● What is expected: Transcribe the data in full, keeping each line exactly as it appears.

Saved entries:
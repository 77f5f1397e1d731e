//! PostgreSQL-backed `ItemRepository` implementation using Diesel ORM.
//!
//! This adapter persists pantry items and loads them back through validated
//! domain constructors. Deletion is idempotent: removing a row that is
//! already gone affects zero rows and reports success, as the port requires.

use async_trait::async_trait;
use diesel::prelude::*;
use diesel_async::RunQueryDsl;
use uuid::Uuid;

use crate::domain::item::{FoodItem, ImageUrl, ItemId, ItemName, NewFoodItem};
use crate::domain::ports::{ItemRepository, ItemRepositoryError};
use crate::domain::UserId;

use super::diesel_helpers::{map_basic_diesel_error, map_basic_pool_error};
use super::models::{ItemRow, NewItemRow};
use super::pool::{DbPool, PoolError};
use super::schema::items;

/// Diesel-backed implementation of the item repository port.
#[derive(Clone)]
pub struct DieselItemRepository {
    pool: DbPool,
}

impl DieselItemRepository {
    /// Create a new repository with the given connection pool.
    pub fn new(pool: DbPool) -> Self {
        Self { pool }
    }
}

/// Map pool errors to domain repository errors.
fn map_pool_error(error: PoolError) -> ItemRepositoryError {
    map_basic_pool_error(error, |message| ItemRepositoryError::connection(message))
}

/// Map Diesel errors to domain repository errors.
fn map_diesel_error(error: diesel::result::Error) -> ItemRepositoryError {
    map_basic_diesel_error(
        error,
        ItemRepositoryError::query,
        ItemRepositoryError::connection,
    )
}

/// Convert a database row into a validated domain item.
///
/// The expiry text is passed through untouched; the reconciler owns parse
/// tolerance for legacy rows.
fn row_to_item(row: ItemRow) -> Result<FoodItem, ItemRepositoryError> {
    let ItemRow {
        id,
        owner_id,
        name,
        expiry,
        image,
        added_on,
        created_at: _,
        updated_at: _,
    } = row;

    let name = ItemName::new(name)
        .map_err(|err| ItemRepositoryError::query(format!("decode item name: {err}")))?;
    let image = image
        .map(|url| {
            ImageUrl::new(url)
                .map_err(|err| ItemRepositoryError::query(format!("decode item image: {err}")))
        })
        .transpose()?;

    Ok(FoodItem::new(
        ItemId::from_uuid(id),
        UserId::from_uuid(owner_id),
        name,
        expiry,
        image,
        added_on,
    ))
}

#[async_trait]
impl ItemRepository for DieselItemRepository {
    async fn list_for_owner(&self, owner: &UserId) -> Result<Vec<FoodItem>, ItemRepositoryError> {
        let mut conn = self.pool.get().await.map_err(map_pool_error)?;

        let rows: Vec<ItemRow> = items::table
            .filter(items::owner_id.eq(owner.as_uuid()))
            .select(ItemRow::as_select())
            .load(&mut conn)
            .await
            .map_err(map_diesel_error)?;

        rows.into_iter().map(row_to_item).collect()
    }

    async fn insert(&self, item: &NewFoodItem) -> Result<ItemId, ItemRepositoryError> {
        let mut conn = self.pool.get().await.map_err(map_pool_error)?;

        let new_row = NewItemRow {
            owner_id: *item.owner.as_uuid(),
            name: item.name.as_ref(),
            expiry: item.expiry.as_str(),
            image: item.image.as_ref().map(AsRef::as_ref),
            added_on: item.added_on,
        };

        let id: Uuid = diesel::insert_into(items::table)
            .values(&new_row)
            .returning(items::id)
            .get_result(&mut conn)
            .await
            .map_err(map_diesel_error)?;

        Ok(ItemId::from_uuid(id))
    }

    async fn delete(&self, id: ItemId) -> Result<(), ItemRepositoryError> {
        let mut conn = self.pool.get().await.map_err(map_pool_error)?;

        // Zero affected rows means the item was already gone; still a success.
        diesel::delete(items::table.filter(items::id.eq(id.as_uuid())))
            .execute(&mut conn)
            .await
            .map(|_| ())
            .map_err(map_diesel_error)
    }

    async fn update_image(&self, id: ItemId, image: &ImageUrl) -> Result<(), ItemRepositoryError> {
        let mut conn = self.pool.get().await.map_err(map_pool_error)?;

        diesel::update(items::table.filter(items::id.eq(id.as_uuid())))
            .set(items::image.eq(image.as_ref()))
            .execute(&mut conn)
            .await
            .map(|_| ())
            .map_err(map_diesel_error)
    }
}
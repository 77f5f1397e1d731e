//! Pantry item command service.
//!
//! Implements the add/remove driving port. Adding an item validates the raw
//! payload through the domain constructors, resolves its display image
//! eagerly (the pantry view backfills lazily if this fails), and stamps the
//! added-on date from the injected clock.

use std::sync::Arc;

use async_trait::async_trait;
use chrono::NaiveDate;
use mockable::Clock;
use serde_json::json;
use tracing::warn;

use crate::domain::item::{ItemId, ItemName, NewFoodItem, EXPIRY_FORMAT};
use crate::domain::ports::{
    AddItemRequest, ImageSource, ItemRepository, ItemRepositoryError, ItemsCommand,
};
use crate::domain::{Error, UserId};

fn map_repository_error(error: ItemRepositoryError) -> Error {
    match error {
        ItemRepositoryError::Connection { message } => {
            Error::service_unavailable(format!("item store unavailable: {message}"))
        }
        ItemRepositoryError::Query { message } => {
            Error::internal(format!("item store error: {message}"))
        }
    }
}

/// Item command service implementing the add/remove driving port.
#[derive(Clone)]
pub struct ItemsCommandService {
    items: Arc<dyn ItemRepository>,
    images: Arc<dyn ImageSource>,
    clock: Arc<dyn Clock>,
}

impl ItemsCommandService {
    /// Create the service from its item store, image source, and clock.
    pub fn new(
        items: Arc<dyn ItemRepository>,
        images: Arc<dyn ImageSource>,
        clock: Arc<dyn Clock>,
    ) -> Self {
        Self {
            items,
            images,
            clock,
        }
    }
}

#[async_trait]
impl ItemsCommand for ItemsCommandService {
    async fn add_item(&self, owner: &UserId, request: AddItemRequest) -> Result<ItemId, Error> {
        let name = ItemName::new(&request.name).map_err(|err| {
            Error::invalid_request(err.to_string()).with_details(json!({ "field": "name" }))
        })?;
        let expiry = NaiveDate::parse_from_str(&request.expiry, EXPIRY_FORMAT).map_err(|_| {
            Error::invalid_request("expiry must be a YYYY-MM-DD date")
                .with_details(json!({ "field": "expiry" }))
        })?;

        // Resolve eagerly so the first pantry view already has the image.
        // On failure the image stays empty and the view's backfill retries.
        let image = match self.images.resolve(&name).await {
            Ok(url) => Some(url),
            Err(error) => {
                warn!(name = %name, %error, "image lookup failed at add time");
                None
            }
        };

        let item = NewFoodItem {
            owner: owner.clone(),
            name,
            expiry: expiry.format(EXPIRY_FORMAT).to_string(),
            image,
            added_on: self.clock.utc().date_naive(),
        };

        self.items
            .insert(&item)
            .await
            .map_err(map_repository_error)
    }

    async fn remove_item(&self, id: ItemId) -> Result<(), Error> {
        self.items.delete(id).await.map_err(map_repository_error)
    }
}

#[cfg(test)]
#[path = "items_service_tests.rs"]
mod tests;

● Reply to the task:
repository 77f5f1397e1d731e
//! PostgreSQL-backed `ItemRepository` implementation using Diesel ORM.
//!
//! This adapter persists pantry items and loads them back through validated
//! domain constructors. Deletion is idempotent: removing a row that is
//! already gone affects zero rows and reports success, as the port requires.

use async_trait::async_trait;
use diesel::prelude::*;
use diesel_async::RunQueryDsl;
use uuid::Uuid;

use crate::domain::item::{FoodItem, ImageUrl, ItemId, ItemName, NewFoodItem};
use crate::domain::ports::{ItemRepository, ItemRepositoryError};
use crate::domain::UserId;

use super::diesel_helpers::{map_basic_diesel_error, map_basic_pool_error};
use super::models::{ItemRow, NewItemRow};
use super::pool::{DbPool, PoolError};
use super::schema::items;

/// Diesel-backed implementation of the item repository port.
#[derive(Clone)]
pub struct DieselItemRepository {
    pool: DbPool,
}

impl DieselItemRepository {
    /// Create a new repository with the given connection pool.
    pub fn new(pool: DbPool) -> Self {
        Self { pool }
    }
}

/// Map pool errors to domain repository errors.
fn map_pool_error(error: PoolError) -> ItemRepositoryError {
    map_basic_pool_error(error, |message| ItemRepositoryError::connection(message))
}

/// Map Diesel errors to domain repository errors.
fn map_diesel_error(error: diesel::result::Error) -> ItemRepositoryError {
    map_basic_diesel_error(
        error,
        ItemRepositoryError::query,
        ItemRepositoryError::connection,
    )
}

/// Convert a database row into a validated domain item.
///
/// The expiry text is passed through untouched; the reconciler owns parse
/// tolerance for legacy rows.
fn row_to_item(row: ItemRow) -> Result<FoodItem, ItemRepositoryError> {
    let ItemRow {
        id,
        owner_id,
        name,
        expiry,
        image,
        added_on,
        created_at: _,
        updated_at: _,
    } = row;

    let name = ItemName::new(name)
        .map_err(|err| ItemRepositoryError::query(format!("decode item name: {err}")))?;
    let image = image
        .map(|url| {
            ImageUrl::new(url)
                .map_err(|err| ItemRepositoryError::query(format!("decode item image: {err}")))
        })
        .transpose()?;

    Ok(FoodItem::new(
        ItemId::from_uuid(id),
        UserId::from_uuid(owner_id),
        name,
        expiry,
        image,
        added_on,
    ))
}

#[async_trait]
impl ItemRepository for DieselItemRepository {
    async fn list_for_owner(&self, owner: &UserId) -> Result<Vec<FoodItem>, ItemRepositoryError> {
        let mut conn = self.pool.get().await.map_err(map_pool_error)?;

        let rows: Vec<ItemRow> = items::table
            .filter(items::owner_id.eq(owner.as_uuid()))
            .select(ItemRow::as_select())
            .load(&mut conn)
            .await
            .map_err(map_diesel_error)?;

        rows.into_iter().map(row_to_item).collect()
    }

    async fn insert(&self, item: &NewFoodItem) -> Result<ItemId, ItemRepositoryError> {
        let mut conn = self.pool.get().await.map_err(map_pool_error)?;

        let new_row = NewItemRow {
            owner_id: *item.owner.as_uuid(),
            name: item.name.as_ref(),
            expiry: item.expiry.as_str(),
            image: item.image.as_ref().map(AsRef::as_ref),
            added_on: item.added_on,
        };

        let id: Uuid = diesel::insert_into(items::table)
            .values(&new_row)
            .returning(items::id)
            .get_result(&mut conn)
            .await
            .map_err(map_diesel_error)?;

        Ok(ItemId::from_uuid(id))
    }

    async fn delete(&self, id: ItemId) -> Result<(), ItemRepositoryError> {
        let mut conn = self.pool.get().await.map_err(map_pool_error)?;

        // Zero affected rows means the item was already gone; still a success.
        diesel::delete(items::table.filter(items::id.eq(id.as_uuid())))
            .execute(&mut conn)
            .await
            .map(|_| ())
            .map_err(map_diesel_error)
    }

    async fn update_image(&self, id: ItemId, image: &ImageUrl) -> Result<(), ItemRepositoryError> {
        let mut conn = self.pool.get().await.map_err(map_pool_error)?;

        diesel::update(items::table.filter(items::id.eq(id.as_uuid())))
            .set(items::image.eq(image.as_ref()))
            .execute(&mut conn)
            .await
            .map(|_| ())
            .map_err(map_diesel_error)
    }
}
repository 77f5f1397e1d731e
//! Pantry item command service.
//!
//! Implements the add/remove driving port. Adding an item validates the raw
//! payload through the domain constructors, resolves its display image
//! eagerly (the pantry view backfills lazily if this fails), and stamps the
//! added-on date from the injected clock.

use std::sync::Arc;

use async_trait::async_trait;
use chrono::NaiveDate;
use mockable::Clock;
use serde_json::json;
use tracing::warn;

use crate::domain::item::{ItemId, ItemName, NewFoodItem, EXPIRY_FORMAT};
use crate::domain::ports::{
    AddItemRequest, ImageSource, ItemRepository, ItemRepositoryError, ItemsCommand,
};
use crate::domain::{Error, UserId};

fn map_repository_error(error: ItemRepositoryError) -> Error {
    match error {
        ItemRepositoryError::Connection { message } => {
            Error::service_unavailable(format!("item store unavailable: {message}"))
        }
        ItemRepositoryError::Query { message } => {
            Error::internal(format!("item store error: {message}"))
        }
    }
}

/// Item command service implementing the add/remove driving port.
#[derive(Clone)]
pub struct ItemsCommandService {
    items: Arc<dyn ItemRepository>,
    images: Arc<dyn ImageSource>,
    clock: Arc<dyn Clock>,
}

impl ItemsCommandService {
    /// Create the service from its item store, image source, and clock.
    pub fn new(
        items: Arc<dyn ItemRepository>,
        images: Arc<dyn ImageSource>,
        clock: Arc<dyn Clock>,
    ) -> Self {
        Self {
            items,
            images,
            clock,
        }
    }
}

#[async_trait]
impl ItemsCommand for ItemsCommandService {
    async fn add_item(&self, owner: &UserId, request: AddItemRequest) -> Result<ItemId, Error> {
        let name = ItemName::new(&request.name).map_err(|err| {
            Error::invalid_request(err.to_string()).with_details(json!({ "field": "name" }))
        })?;
        let expiry = NaiveDate::parse_from_str(&request.expiry, EXPIRY_FORMAT).map_err(|_| {
            Error::invalid_request("expiry must be a YYYY-MM-DD date")
                .with_details(json!({ "field": "expiry" }))
        })?;

        // Resolve eagerly so the first pantry view already has the image.
        // On failure the image stays empty and the view's backfill retries.
        let image = match self.images.resolve(&name).await {
            Ok(url) => Some(url),
            Err(error) => {
                warn!(name = %name, %error, "image lookup failed at add time");
                None
            }
        };

        let item = NewFoodItem {
            owner: owner.clone(),
            name,
            expiry: expiry.format(EXPIRY_FORMAT).to_string(),
            image,
            added_on: self.clock.utc().date_naive(),
        };

        self.items
            .insert(&item)
            .await
            .map_err(map_repository_error)
    }

    async fn remove_item(&self, id: ItemId) -> Result<(), Error> {
        self.items.delete(id).await.map_err(map_repository_error)
    }
}

#[cfg(test)]
#[path = "items_service_tests.rs"]
mod tests;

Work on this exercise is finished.